Nella lettura si crea una relazione forte tra lettore e libro, nella quale il lettore non domina le pagine, ma piuttosto vi si muove all’interno e, mentre legge, legge sé stesso. Gianni Vattimo, sulla scia di Heidegger, ha riconosciuto nella tradizione della lettura biblica l’attestazione della possibilità di un tipo di lettura di un’opera letteraria, che non pretende di appropriarsi del suo oggetto, ma accetta di muoversi al suo interno, scoprendo un “mondo” di significati e risonanze. Aprire la Bibbia non ha mai significato solamente aprire un oggetto-libro: la lectio divina della tradizione occidentale legata al testo sacro considera questo come un mondo nel quale “abitare”. E la lettura biblica, nel suo sviluppo storico, ha offerto un modello di lettura dell’opera letteraria. Il testo legge il suo lettore.

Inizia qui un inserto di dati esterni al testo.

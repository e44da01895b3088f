//! Logger configuration
//!
//! A [`LoggerConfig`] describes writers and processors by registry name, plus
//! which process-wide hooks the logger should be installed as.
//!
//! ```
//! use rust_log_pipeline::core::{Logger, LoggerConfig};
//! use serde_json::json;
//!
//! let config = LoggerConfig::from_value(json!({
//!     "writers": {
//!         "discard": { "name": "noop", "priority": 5 }
//!     },
//!     "processors": [
//!         { "name": "requestid" }
//!     ]
//! }))
//! .unwrap();
//!
//! let logger = Logger::from_config(config).unwrap();
//! assert_eq!(logger.writer_count(), 1);
//! ```

use super::error::{LoggerError, Result};
use super::hooks;
use super::logger::{default_registry, Logger};
use super::priority_list::DEFAULT_PIPELINE_PRIORITY;
use super::registry::Registry;
use serde::{Deserialize, Deserializer};
use serde_json::Value;
use std::sync::Arc;

/// One writer or processor entry: registry name, pipeline priority and the
/// options handed to its factory
#[derive(Debug, Clone, Default, PartialEq, Deserialize)]
pub struct ComponentSpec {
    #[serde(default)]
    pub name: Option<String>,
    #[serde(default)]
    pub priority: Option<i32>,
    #[serde(default)]
    pub options: Value,
}

impl ComponentSpec {
    pub fn new(name: impl Into<String>) -> Self {
        Self {
            name: Some(name.into()),
            ..Self::default()
        }
    }

    #[must_use]
    pub fn with_priority(mut self, priority: i32) -> Self {
        self.priority = Some(priority);
        self
    }

    #[must_use]
    pub fn with_options(mut self, options: Value) -> Self {
        self.options = options;
        self
    }

    fn require_name(&self, kind: &str) -> Result<&str> {
        self.name.as_deref().ok_or_else(|| {
            LoggerError::invalid_argument(format!("Options must contain a name for the {}", kind))
        })
    }
}

#[derive(Debug, Clone, Default, PartialEq, Deserialize)]
pub struct LoggerConfig {
    #[serde(default, deserialize_with = "list_or_map")]
    pub writers: Vec<ComponentSpec>,
    #[serde(default, deserialize_with = "list_or_map")]
    pub processors: Vec<ComponentSpec>,
    /// Install the logger as the panic hook
    #[serde(default)]
    pub exceptionhandler: bool,
    /// Install the logger as the host error handler
    #[serde(default)]
    pub errorhandler: bool,
    /// Install the logger as the fatal-shutdown handler
    #[serde(default)]
    pub fatal_error_shutdownfunction: bool,
}

/// Entries may be given as a list or as a map keyed by any label
fn list_or_map<'de, D: Deserializer<'de>>(deserializer: D) -> std::result::Result<Vec<ComponentSpec>, D::Error> {
    use serde::de::Error;

    #[derive(Deserialize)]
    #[serde(untagged)]
    enum Entries {
        List(Vec<ComponentSpec>),
        Map(serde_json::Map<String, Value>),
        Empty(()),
    }

    match Entries::deserialize(deserializer)? {
        Entries::List(entries) => Ok(entries),
        Entries::Map(map) => map
            .into_iter()
            .map(|(_, entry)| ComponentSpec::deserialize(entry).map_err(D::Error::custom))
            .collect(),
        Entries::Empty(()) => Ok(Vec::new()),
    }
}

impl LoggerConfig {
    pub fn from_value(value: Value) -> Result<Self> {
        LoggerConfig::deserialize(value).map_err(|e| LoggerError::invalid_options("logger", e))
    }
}

impl Logger {
    /// Build a logger from configuration using the built-in registry
    pub fn from_config(config: LoggerConfig) -> Result<Arc<Logger>> {
        Self::from_config_with_registry(config, default_registry())
    }

    /// Build a logger from configuration, resolving names through `registry`.
    ///
    /// Hooks named in the configuration are installed after every writer and
    /// processor has been created.
    pub fn from_config_with_registry(config: LoggerConfig, registry: Arc<Registry>) -> Result<Arc<Logger>> {
        let logger = Logger::with_registry(registry);

        for spec in &config.writers {
            let name = spec.require_name("writer")?;
            let priority = spec.priority.unwrap_or(DEFAULT_PIPELINE_PRIORITY);
            logger.add_writer_by_name(name, priority, &spec.options)?;
        }
        for spec in &config.processors {
            let name = spec.require_name("processor")?;
            let priority = spec.priority.unwrap_or(DEFAULT_PIPELINE_PRIORITY);
            logger.add_processor_by_name(name, priority, &spec.options)?;
        }

        let logger = Arc::new(logger);
        if config.exceptionhandler {
            hooks::register_exception_handler(Arc::clone(&logger));
        }
        if config.errorhandler {
            hooks::register_error_handler(Arc::clone(&logger), false);
        }
        if config.fatal_error_shutdownfunction {
            hooks::register_fatal_shutdown_handler(Arc::clone(&logger));
        }
        Ok(logger)
    }
}
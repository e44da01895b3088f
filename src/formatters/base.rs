//! Normalizing formatter
//!
//! Produces a record with every top-level value reduced to a scalar or
//! string. `extra` keeps its mapping shape with its values normalized.

use super::{Formatted, Formatter};
use crate::core::{Event, Extra, FieldValue, LoggerError, Result, TimestampFormat};
use serde::Deserialize;

/// Options accepted by [`Base`]
#[derive(Debug, Clone, Default, Deserialize)]
pub struct BaseConfig {
    #[serde(default, rename = "dateTimeFormat")]
    pub date_time_format: Option<String>,
}

#[derive(Debug, Clone, Default)]
pub struct Base {
    date_time_format: TimestampFormat,
}

impl Base {
    pub fn new() -> Self {
        Self::default()
    }

    pub fn from_config(config: BaseConfig) -> Self {
        Self {
            date_time_format: config
                .date_time_format
                .map(TimestampFormat::from)
                .unwrap_or_default(),
        }
    }

    pub fn from_options(options: &serde_json::Value) -> Result<Self> {
        if options.is_null() {
            return Ok(Self::new());
        }
        let config = BaseConfig::deserialize(options)
            .map_err(|e| LoggerError::invalid_options("base formatter", e))?;
        Ok(Self::from_config(config))
    }

    /// Reduce a value to a scalar, null or string
    pub fn normalize(&self, value: &FieldValue) -> FieldValue {
        normalize_value(value, &self.date_time_format)
    }

    /// Event fields as a record, before normalization
    pub(crate) fn event_record(event: &Event) -> Extra {
        Extra::new()
            .with_field("timestamp", event.timestamp)
            .with_field("priority", event.priority)
            .with_field("priorityName", event.priority_name.as_str())
            .with_field("message", event.message.as_str())
            .with_field("extra", event.extra.clone())
    }

    /// Normalize each value of a record, keeping a nested `extra` mapping
    pub(crate) fn normalize_record(&self, record: &Extra) -> Extra {
        record
            .iter()
            .map(|(key, value)| match value {
                FieldValue::Map(inner) if key == "extra" => {
                    (key.clone(), FieldValue::Map(self.normalize_record(inner)))
                }
                other => (key.clone(), self.normalize(other)),
            })
            .collect()
    }
}

pub(crate) fn normalize_value(value: &FieldValue, format: &TimestampFormat) -> FieldValue {
    match value {
        v if v.is_scalar_or_null() => v.clone(),
        FieldValue::DateTime(dt) => FieldValue::String(format.format(dt)),
        FieldValue::List(_) | FieldValue::Map(_) => {
            FieldValue::String(value.to_json_value(&|dt| format.format(dt)).to_string())
        }
        FieldValue::Object {
            display: Some(display),
            ..
        } => FieldValue::String(display.clone()),
        FieldValue::Object {
            type_name, state, ..
        } => FieldValue::String(format!("object({}) {}", type_name, state)),
        FieldValue::Resource(kind) => FieldValue::String(format!("resource({})", kind)),
        other => FieldValue::String(other.type_label().to_string()),
    }
}

impl Formatter for Base {
    fn format(&self, event: &Event) -> Formatted {
        Formatted::Record(self.normalize_record(&Self::event_record(event)))
    }

    fn date_time_format(&self) -> &TimestampFormat {
        &self.date_time_format
    }

    fn set_date_time_format(&mut self, format: TimestampFormat) {
        self.date_time_format = format;
    }
}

Immagine di questa dinamica di lettura sono quelle miniature del XII secolo che presentano figure particolarmente luminose: se accostate a una candela, esse acquistano una radiosità propria. Queste miniature che accompagnano i testi sacri sembrano riprendere la tradizione dell’icona orientale: il pittore non dipinge la luce che colpisce l’oggetto e che poi è riflessa, ma dipinge esseri che hanno in sé una sorgente di luce: la luce è immanente nella pagina.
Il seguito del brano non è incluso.